ヒル魔はすっかり元に戻り、相変わらずいつもパソコンと向かい合っている。
阿部と三橋はヒル魔の体調には、注意深く気を配っていた。
暖房や加湿をし、食事も栄養のあるものを並べ、表情や顔色などもさり気なく見ている。

そして東京がこの秋1番の冷え込みを記録したこの日。
バイト後の雪名と客として来ていた木佐が、カフェ「デビルバッツ」の客席に並んで座っていた。
深夜であり、病み上がりのヒル魔はもう自室で休んでいる。
三橋はキッチンで後片付けをしていた。
阿部は帰宅しようとしていた雪名と木佐を呼び止めて、その向かいに腰を下ろした。

「あの絵を買いたいって人がいるんだ。
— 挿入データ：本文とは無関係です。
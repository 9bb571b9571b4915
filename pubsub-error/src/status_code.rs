use std::fmt;

use num_enum::TryFromPrimitive;

/// Код ошибки, видимый через C ABI (`pubsub_last_error_code`).
///
/// Сотни группируют источник: 1xx конфигурация и внутренние сбои, 2xx
/// аргументы операций, 3xx лимиты, 4xx сама граница вызова. `0` означает
/// отсутствие ошибки и вариантом не является.
#[derive(Debug, Clone, Copy, PartialEq, Eq, Hash, TryFromPrimitive)]
#[repr(u32)]
pub enum StatusCode {
    Internal = 100,
    InvalidConfig = 101,

    InvalidSubscriber = 200,
    InvalidTopic = 201,

    MessageTooLarge = 300,
    SubscriptionLimit = 301,

    NullPointer = 400,
    InvalidUtf8 = 401,
}

/// Уровень, на котором граница пишет ошибку в лог.
#[derive(Debug, Clone, Copy, PartialEq, Eq)]
pub enum LogLevel {
    Debug,
    Info,
    Warn,
    Error,
}

impl StatusCode {
    pub const fn code(self) -> u32 {
        self as u32
    }

    /// Ошибки аргументов пишутся тише, чем лимиты и сбои движка.
    pub fn log_level(self) -> LogLevel {
        match self {
            Self::InvalidSubscriber | Self::InvalidTopic => LogLevel::Debug,
            Self::NullPointer | Self::InvalidUtf8 | Self::MessageTooLarge => LogLevel::Info,
            Self::SubscriptionLimit | Self::InvalidConfig => LogLevel::Warn,
            Self::Internal => LogLevel::Error,
        }
    }
}

impl fmt::Display for StatusCode {
    fn fmt(
        &self,
        f: &mut fmt::Formatter<'_>,
    ) -> fmt::Result {
        write!(f, "{:?}({})", self, self.code())
    }
}
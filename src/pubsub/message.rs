use std::sync::Arc;

/// Опубликованное сообщение: тема и содержимое.
///
/// Неизменяемо после публикации. Тема и содержимое лежат за `Arc<str>`,
/// поэтому рассылка N подписчикам копирует только указатели.
#[derive(Debug, Clone, PartialEq, Eq)]
pub struct Message {
    pub topic: Arc<str>,
    pub content: Arc<str>,
}

impl Message {
    pub fn new(
        topic: impl Into<Arc<str>>,
        content: impl Into<Arc<str>>,
    ) -> Self {
        Self {
            topic: topic.into(),
            content: content.into(),
        }
    }

    pub fn topic(&self) -> &str {
        &self.topic
    }

    pub fn content(&self) -> &str {
        &self.content
    }
}
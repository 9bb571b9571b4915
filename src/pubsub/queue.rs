use std::{
    collections::{HashMap, VecDeque},
    sync::Arc,
};

use dashmap::DashMap;

use super::Message;

/// Сообщение в очереди с порядковым номером внутри подписчика.
#[derive(Debug, Clone)]
struct Queued {
    seq: u64,
    message: Message,
}

/// Все очереди одного подписчика: тема → FIFO.
///
/// Хранятся одной записью `DashMap`, поэтому wildcard-операции над
/// подписчиком атомарны.
#[derive(Debug, Default)]
struct SubscriberQueues {
    topics: HashMap<Arc<str>, VecDeque<Queued>>,
    /// Следующий порядковый номер; задаёт детерминированный порядок выборки
    /// по всем темам.
    next_seq: u64,
}

impl SubscriberQueues {
    fn pending(
        &self,
        topic: Option<&str>,
    ) -> usize {
        match topic {
            Some(t) => self.topics.get(t).map_or(0, VecDeque::len),
            None => self.topics.values().map(VecDeque::len).sum(),
        }
    }

    fn pop(
        &mut self,
        topic: Option<&str>,
    ) -> Option<Message> {
        let queue = match topic {
            Some(t) => self.topics.get_mut(t)?,
            None => self
                .topics
                .values_mut()
                .filter(|q| !q.is_empty())
                .min_by_key(|q| q.front().map_or(u64::MAX, |m| m.seq))?,
        };
        queue.pop_front().map(|q| q.message)
    }
}

/// Итог добавления сообщения в очередь.
#[derive(Debug, Clone, Copy, PartialEq, Eq)]
pub enum PushOutcome {
    Enqueued,
    /// Очередь была полна: самое старое сообщение вытеснено.
    EnqueuedWithEviction,
    /// Очереди для пары уже нет (подписку сняли после снимка).
    Missing,
}

/// Хранилище pull-очередей: подписчик → (тема → FIFO).
///
/// Каждая операция берёт только шард-лок `DashMap` своего подписчика.
#[derive(Debug, Default)]
pub struct QueueStore {
    queues: DashMap<Arc<str>, SubscriberQueues>,
}

impl QueueStore {
    pub fn new() -> Self {
        Self::default()
    }

    /// Создаёт пустую очередь для пары, если её ещё нет.
    pub fn ensure(
        &self,
        subscriber: &Arc<str>,
        topic: &Arc<str>,
    ) {
        self.queues
            .entry(subscriber.clone())
            .or_default()
            .topics
            .entry(topic.clone())
            .or_default();
    }

    /// Удаляет очередь пары. Возвращает число выброшенных сообщений.
    pub fn remove(
        &self,
        subscriber: &str,
        topic: &str,
    ) -> usize {
        let Some(mut entry) = self.queues.get_mut(subscriber) else {
            return 0;
        };
        let discarded = entry.topics.remove(topic).map_or(0, |q| q.len());
        let now_empty = entry.topics.is_empty();
        drop(entry);

        if now_empty {
            self.queues
                .remove_if(subscriber, |_, queues| queues.topics.is_empty());
        }
        discarded
    }

    /// Удаляет все очереди подписчика. Возвращает число выброшенных
    /// сообщений.
    pub fn remove_subscriber(
        &self,
        subscriber: &str,
    ) -> usize {
        self.queues
            .remove(subscriber)
            .map_or(0, |(_, queues)| queues.pending(None))
    }

    /// Добавляет сообщение в конец очереди пары.
    ///
    /// Никогда не создаёт очередь: если её нет, сообщение отбрасывается.
    /// `max_depth == 0` означает отсутствие лимита.
    pub fn push(
        &self,
        subscriber: &str,
        topic: &str,
        message: Message,
        max_depth: usize,
    ) -> PushOutcome {
        let Some(mut entry) = self.queues.get_mut(subscriber) else {
            return PushOutcome::Missing;
        };
        let queues = entry.value_mut();
        let seq = queues.next_seq;
        let Some(queue) = queues.topics.get_mut(topic) else {
            return PushOutcome::Missing;
        };

        let mut outcome = PushOutcome::Enqueued;
        if max_depth > 0 && queue.len() >= max_depth {
            queue.pop_front();
            outcome = PushOutcome::EnqueuedWithEviction;
        }
        queue.push_back(Queued { seq, message });
        queues.next_seq += 1;
        outcome
    }

    /// Есть ли сообщения для подписчика (по теме или по всем темам).
    pub fn has_messages(
        &self,
        subscriber: &str,
        topic: Option<&str>,
    ) -> bool {
        self.pending(subscriber, topic) > 0
    }

    pub fn pending(
        &self,
        subscriber: &str,
        topic: Option<&str>,
    ) -> usize {
        self.queues
            .get(subscriber)
            .map_or(0, |queues| queues.pending(topic))
    }

    /// Извлекает самое старое сообщение пары, либо (при `topic == None`)
    /// самое старое по всем очередям подписчика.
    pub fn pop(
        &self,
        subscriber: &str,
        topic: Option<&str>,
    ) -> Option<Message> {
        self.queues.get_mut(subscriber)?.pop(topic)
    }

    /// Забирает все сообщения в порядке выборки `pop` под одним локом.
    pub fn drain(
        &self,
        subscriber: &str,
        topic: Option<&str>,
    ) -> Vec<Message> {
        let Some(mut queues) = self.queues.get_mut(subscriber) else {
            return Vec::new();
        };

        let mut out = Vec::with_capacity(queues.pending(topic));
        while let Some(msg) = queues.pop(topic) {
            out.push(msg);
        }
        out
    }

    /// Число подписчиков, у которых есть хотя бы одна очередь.
    pub fn subscriber_count(&self) -> usize {
        self.queues.len()
    }
}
」
阿部はホールの壁にかけられている絵を指差して、そう言った。
雪名がセナを描いて、ヒル魔に贈ったあの絵だ。

「え?あの絵を?」
雪名と木佐は顔を見合わせている。
阿部はそんな2人を交互に見ながら、また口を開いた。

「もちろんヒル魔さんはあの絵を気に入ってて、手離したくないと思う。」
「ならばことわって、このまま飾っておけばいいんじゃない?なぁ雪名。」
「そうです。俺が描いた絵ですが、もうヒル魔さんのものですし。」
雪名と木佐は質問の意味がわからないようだ。
納得いかないような表情で、阿部をじっと見ている。

「申し出てくれた人は有名な画商だそうだ。あの絵を自分用じゃなくて売り物として欲しいって」
「ええ?」
「つまり雪名君にあの絵で画家デビューしないかって話なんだよ。」
阿部の話に雪名より木佐の方が興奮している。
雪名はにわかに実感がわかないようだ。
阿部はそんな2人を見ながら、無理もないことだと思う。

「ヒル魔さんは雪名君の希望を尊重するって。絵を渡してもいいって言ってる。」
「阿部さん」
「俺と三橋も同じ意見。あの絵がなくなるのは悲しいけど雪名君のチャンスには変えられない。」
店内に重い沈黙が落ちる。
それを破るように三橋が3人の前に、温かいハーブティーのカップを置いた。